__SUPPLIED RECORDS__:
===============

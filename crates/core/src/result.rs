use std::io;

use serde::Serialize;
use thiserror::Error;

/// Errors raised when appending to a [`SimulationResult`].
#[derive(Debug, Clone, Copy, Error, PartialEq)]
pub enum ResultError {
    #[error("row time {time} precedes previous row time {previous}")]
    DecreasingTime { previous: f64, time: f64 },

    #[error("row has {actual} values, expected {expected}")]
    Width { expected: usize, actual: usize },

    #[error("more than two rows at time {time}")]
    TooManyAtTime { time: f64 },
}

/// One sampled row.
#[derive(Debug, Clone, PartialEq, Serialize)]
pub struct Row {
    pub time: f64,
    pub values: Vec<f64>,
}

impl Row {
    #[must_use]
    pub fn new(time: f64, values: Vec<f64>) -> Self {
        Self { time, values }
    }
}

/// Append-only table of sampled outputs.
///
/// Row times never decrease. A timestamp may appear at most twice, and only
/// as an event bracket: the values just before and just after an event.
#[derive(Debug, Clone, Default, PartialEq, Serialize)]
pub struct SimulationResult {
    columns: Vec<String>,
    rows: Vec<Row>,
}

impl SimulationResult {
    #[must_use]
    pub fn new(columns: Vec<String>) -> Self {
        Self {
            columns,
            rows: Vec::new(),
        }
    }

    /// Appends a row.
    ///
    /// # Errors
    ///
    /// Rejects rows with the wrong width, rows earlier than the last one, and
    /// a third row at the same time.
    pub fn push(&mut self, row: Row) -> Result<(), ResultError> {
        if row.values.len() != self.columns.len() {
            return Err(ResultError::Width {
                expected: self.columns.len(),
                actual: row.values.len(),
            });
        }

        if let Some(last) = self.rows.last() {
            if row.time < last.time {
                return Err(ResultError::DecreasingTime {
                    previous: last.time,
                    time: row.time,
                });
            }
            #[allow(clippy::float_cmp)]
            let same_time = self
                .rows
                .iter()
                .rev()
                .take_while(|r| r.time == row.time)
                .count();
            if same_time >= 2 {
                return Err(ResultError::TooManyAtTime { time: row.time });
            }
        }

        self.rows.push(row);
        Ok(())
    }

    #[must_use]
    pub fn columns(&self) -> &[String] {
        &self.columns
    }

    #[must_use]
    pub fn rows(&self) -> &[Row] {
        &self.rows
    }

    #[must_use]
    pub fn len(&self) -> usize {
        self.rows.len()
    }

    #[must_use]
    pub fn is_empty(&self) -> bool {
        self.rows.is_empty()
    }

    #[must_use]
    pub fn last(&self) -> Option<&Row> {
        self.rows.last()
    }

    pub fn times(&self) -> impl Iterator<Item = f64> + '_ {
        self.rows.iter().map(|r| r.time)
    }

    /// Returns the values of the named column.
    #[must_use]
    pub fn column(&self, name: &str) -> Option<Vec<f64>> {
        let index = self.columns.iter().position(|c| c == name)?;
        Some(self.rows.iter().map(|r| r.values[index]).collect())
    }

    /// Streams the table to `sink`.
    ///
    /// # Errors
    ///
    /// Returns the first error reported by the sink.
    pub fn write_to(&self, sink: &mut dyn ResultSink) -> io::Result<()> {
        sink.header(&self.columns)?;
        for row in &self.rows {
            sink.row(row)?;
        }
        Ok(())
    }
}

/// Destination for result rows.
pub trait ResultSink {
    /// # Errors
    ///
    /// Returns any I/O error from the destination.
    fn header(&mut self, columns: &[String]) -> io::Result<()>;

    /// # Errors
    ///
    /// Returns any I/O error from the destination.
    fn row(&mut self, row: &Row) -> io::Result<()>;
}

/// Writes rows as comma-separated text with a `time` column first.
#[derive(Debug)]
pub struct CsvSink<W> {
    writer: W,
}

impl<W: io::Write> CsvSink<W> {
    pub fn new(writer: W) -> Self {
        Self { writer }
    }

    pub fn into_inner(self) -> W {
        self.writer
    }
}

impl<W: io::Write> ResultSink for CsvSink<W> {
    fn header(&mut self, columns: &[String]) -> io::Result<()> {
        write!(self.writer, "time")?;
        for column in columns {
            write!(self.writer, ",{column}")?;
        }
        writeln!(self.writer)
    }

    fn row(&mut self, row: &Row) -> io::Result<()> {
        write!(self.writer, "{}", row.time)?;
        for value in &row.values {
            write!(self.writer, ",{value}")?;
        }
        writeln!(self.writer)
    }
}
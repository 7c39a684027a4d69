//! Little-endian frames exchanged between a proxy and its companion.
//!
//! Every frame starts with a one-byte tag:
//!
//! - request: `function: u32`, `len: u32`, payload
//! - reply: `status: i32`, `len: u32`, payload
//! - callback: `kind: u8`, `len: u32`, payload
//!
//! Payloads are sequences of Real (`f64`), Integer (`i32`), Boolean (`i32`,
//! zero or nonzero), and String (`u32` length then UTF-8 bytes) values.
//! Arrays carry a `u32` element count.

use std::io::{self, Cursor, Read, Write};

use byteorder::{ByteOrder, LittleEndian, ReadBytesExt, WriteBytesExt};
use tandem_core::{ChannelError, ValueRef};
use thiserror::Error;

use crate::function::{CallbackKind, Function};

/// Largest payload either side accepts.
pub const MAX_PAYLOAD: u32 = 64 * 1024 * 1024;

const TAG_REQUEST: u8 = 1;
const TAG_REPLY: u8 = 2;
const TAG_CALLBACK: u8 = 3;

/// A frame or payload that does not follow the protocol.
#[derive(Debug, Error)]
pub enum ProtocolError {
    #[error("i/o failed")]
    Io(#[from] io::Error),

    #[error("unknown frame tag {0}")]
    UnknownTag(u8),

    #[error("unknown function {0}")]
    UnknownFunction(u32),

    #[error("unknown callback kind {0}")]
    UnknownCallback(u8),

    #[error("payload of {len} bytes exceeds the limit")]
    TooLarge { len: u32 },

    #[error("payload ended early while reading {what}")]
    Truncated { what: &'static str },

    #[error("{count} unread bytes after the payload")]
    TrailingBytes { count: usize },

    #[error("invalid {what}: {raw}")]
    InvalidValue { what: &'static str, raw: i64 },

    #[error("string is not valid UTF-8")]
    Utf8(#[from] std::string::FromUtf8Error),

    #[error("expected {expected} values, got {actual}")]
    Count { expected: usize, actual: usize },

    #[error("unexpected {0} frame")]
    Unexpected(&'static str),
}

impl ProtocolError {
    /// True if the peer closed the channel at a frame boundary.
    #[must_use]
    pub fn is_eof(&self) -> bool {
        matches!(self, Self::Io(err) if err.kind() == io::ErrorKind::UnexpectedEof)
    }
}

impl From<ProtocolError> for ChannelError {
    fn from(err: ProtocolError) -> Self {
        match err {
            err if err.is_eof() => ChannelError::Closed,
            ProtocolError::Io(err) => ChannelError::Io(err),
            err => ChannelError::Malformed(err.to_string()),
        }
    }
}

#[derive(Debug, Clone, PartialEq)]
pub enum Frame {
    Request { function: Function, payload: Vec<u8> },
    Reply { status: i32, payload: Vec<u8> },
    Callback { kind: CallbackKind, payload: Vec<u8> },
}

impl Frame {
    pub fn kind(&self) -> &'static str {
        match self {
            Self::Request { .. } => "request",
            Self::Reply { .. } => "reply",
            Self::Callback { .. } => "callback",
        }
    }
}
/// Identifies the call a request frame carries.
///
/// The discriminants are the wire values.
#[derive(Debug, Clone, Copy, PartialEq, Eq, Hash)]
pub enum Function {
    Instantiate = 1,
    SetupExperiment = 2,
    EnterInitializationMode = 3,
    ExitInitializationMode = 4,
    Terminate = 5,
    Reset = 6,
    FreeInstance = 7,
    GetReal = 8,
    GetInteger = 9,
    GetBoolean = 10,
    GetString = 11,
    SetReal = 12,
    SetInteger = 13,
    SetBoolean = 14,
    SetString = 15,
    DoStep = 16,
    GetBooleanStatus = 17,
    GetRealStatus = 18,
    SetTime = 19,
    SetContinuousStates = 20,
    GetContinuousStates = 21,
    GetDerivatives = 22,
    GetEventIndicators = 23,
    GetNominalsOfContinuousStates = 24,
    CompletedIntegratorStep = 25,
    EnterEventMode = 26,
    NewDiscreteStates = 27,
    EnterContinuousTimeMode = 28,
    GetFmuState = 29,
    SetFmuState = 30,
    FreeFmuState = 31,
    /// Ends the companion's serve loop. Has no reply.
    Shutdown = 255,
}

impl Function {
    const ALL: [Self; 32] = [
        Self::Instantiate,
        Self::SetupExperiment,
        Self::EnterInitializationMode,
        Self::ExitInitializationMode,
        Self::Terminate,
        Self::Reset,
        Self::FreeInstance,
        Self::GetReal,
        Self::GetInteger,
        Self::GetBoolean,
        Self::GetString,
        Self::SetReal,
        Self::SetInteger,
        Self::SetBoolean,
        Self::SetString,
        Self::DoStep,
        Self::GetBooleanStatus,
        Self::GetRealStatus,
        Self::SetTime,
        Self::SetContinuousStates,
        Self::GetContinuousStates,
        Self::GetDerivatives,
        Self::GetEventIndicators,
        Self::GetNominalsOfContinuousStates,
        Self::CompletedIntegratorStep,
        Self::EnterEventMode,
        Self::NewDiscreteStates,
        Self::EnterContinuousTimeMode,
        Self::GetFmuState,
        Self::SetFmuState,
        Self::FreeFmuState,
        Self::Shutdown,
    ];

    #[must_use]
    pub fn from_raw(raw: u32) -> Option<Self> {
        Self::ALL.into_iter().find(|function| function.to_raw() == raw)
    }

    #[must_use]
    pub fn to_raw(self) -> u32 {
        self as u32
    }

    /// The name of the matching [`FmiCalls`](tandem_core::FmiCalls) method.
    #[must_use]
    pub fn name(self) -> &'static str {
        match self {
            Self::Instantiate => "instantiate",
            Self::SetupExperiment => "setup_experiment",
            Self::EnterInitializationMode => "enter_initialization_mode",
            Self::ExitInitializationMode => "exit_initialization_mode",
            Self::Terminate => "terminate",
            Self::Reset => "reset",
            Self::FreeInstance => "free_instance",
            Self::GetReal => "get_real",
            Self::GetInteger => "get_integer",
            Self::GetBoolean => "get_boolean",
            Self::GetString => "get_string",
            Self::SetReal => "set_real",
            Self::SetInteger => "set_integer",
            Self::SetBoolean => "set_boolean",
            Self::SetString => "set_string",
            Self::DoStep => "do_step",
            Self::GetBooleanStatus => "get_boolean_status",
            Self::GetRealStatus => "get_real_status",
            Self::SetTime => "set_time",
            Self::SetContinuousStates => "set_continuous_states",
            Self::GetContinuousStates => "get_continuous_states",
            Self::GetDerivatives => "get_derivatives",
            Self::GetEventIndicators => "get_event_indicators",
            Self::GetNominalsOfContinuousStates => "get_nominals_of_continuous_states",
            Self::CompletedIntegratorStep => "completed_integrator_step",
            Self::EnterEventMode => "enter_event_mode",
            Self::NewDiscreteStates => "new_discrete_states",
            Self::EnterContinuousTimeMode => "enter_continuous_time_mode",
            Self::GetFmuState => "get_fmu_state",
            Self::SetFmuState => "set_fmu_state",
            Self::FreeFmuState => "free_fmu_state",
            Self::Shutdown => "shutdown",
        }
    }
}

/// Unsolicited frames the companion sends while a call is in progress.
#[derive(Debug, Clone, Copy, PartialEq, Eq, Hash)]
pub enum CallbackKind {
    Log = 1,
    StepFinished = 2,
}

impl CallbackKind {
    #[must_use]
    pub fn from_raw(raw: u8) -> Option<Self> {
        match raw {
            1 => Some(Self::Log),
            2 => Some(Self::StepFinished),
            _ => None,
        }
    }

    #[must_use]
    pub fn to_raw(self) -> u8 {
        self as u8
    }
}

/// Reply status for a call the companion could not make.
///
/// Component statuses are never negative, so these cannot collide with
/// them. The payload is a reason string.
#[derive(Debug, Clone, Copy, PartialEq, Eq)]
pub(crate) enum Failure {
    /// The adapter in the companion failed.
    Adapter = -1,
    Instantiate = -2,
    Unsupported = -3,
    InvalidArgument = -4,
}

impl Failure {
    pub(crate) fn from_raw(raw: i32) -> Option<Self> {
        match raw {
            -1 => Some(Self::Adapter),
            -2 => Some(Self::Instantiate),
            -3 => Some(Self::Unsupported),
            -4 => Some(Self::InvalidArgument),
            _ => None,
        }
    }

    pub(crate) fn to_raw(self) -> i32 {
        self as i32
    }
}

===============

__REQUIRED WORK__: Search the data for "SetInteger". Copy every line that has it.

__RESPONSE__:
    SetInteger = 13,
        Self::SetInteger,
            Self::SetInteger => "set_integer",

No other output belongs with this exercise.